-----Original Message-----
From: Wacek Kusnierczyk [mailto:Waclaw.Marcin.Kusnierczyk at idi.ntnu.no]
Sent: December-04-08 5:05 AM
To: John Fox
Cc: R help
Subject: Re: [R] Strplit code
John Fox wrote:
By coincidence, I have a version of strsplit() that I've used to
illustrate recursion:
Strsplit <- function(x, split){
if (length(x) > 1) {
return(lapply(x, Strsplit, split)) # vectorization
}
result <- character(0)
if (nchar(x) == 0) return(result)
posn <- regexpr(split, x)
if (posn <= 0) return(x)
c(result, substring(x, 1, posn - 1),
Recall(substring(x, posn+1, nchar(x)), split)) # recursion
}
well, it is both inefficient and wrong.
inefficient because of the non-tail recursion and recursive
concatenation, which is justified for the sake the purpose of showing
recursion, but for practical purposes you'd rather use gregexepr.

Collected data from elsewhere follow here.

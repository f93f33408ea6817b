use std::path::PathBuf;

use thiserror::Error;

/// Errors reading the OAuth token set from disk.
#[derive(Debug, Error)]
pub enum AuthError {
    #[error("Failed to read credentials file {}: {source}", .path.display())]
    Read {
        path: PathBuf,
        source: std::io::Error,
    },

    #[error(
        "Credentials file {} has {found} entries; expected API key, API secret, \
         OAuth token and OAuth token secret on separate lines",
        .path.display()
    )]
    Incomplete { path: PathBuf, found: usize },
}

wrong because of how you pick the remaining part of the string to be
split -- it works just under the assumption the pattern is a single
character:
Strsplit("hello-dolly,--sweet", "--")
# the pattern is *two* hyphens
# [1] "hello-dolly" "-sweet"
Strsplit("hello dolly", "")
# the pattern is the empty string
# [1] "" "" "" "" "" "" "" "" "" "" ""
here's a quick rewrite -- i haven't tested it on extreme cases, it may
not be perfect, and there's a hidden source of inefficiency here as well:
strsplit =
function(strings, split) {
positions = gregexpr(split, strings)
lapply(1:length(strings), function(i)
substring(strings[[i]], c(1, positions[[i]] +
attr(positions[[i]], "match.length")), c(positions[[i]]-1,
nchar(strings[[i]]))))
}
n = 1000; m = 100
strings = replicate(n, paste(sample(c(letters, " "), 100, replace=TRUE),
collapse=""))
system.time(replicate(m, strsplit(strings, " ")))
system.time(replicate(m, Strsplit(strings, " ")))
vQ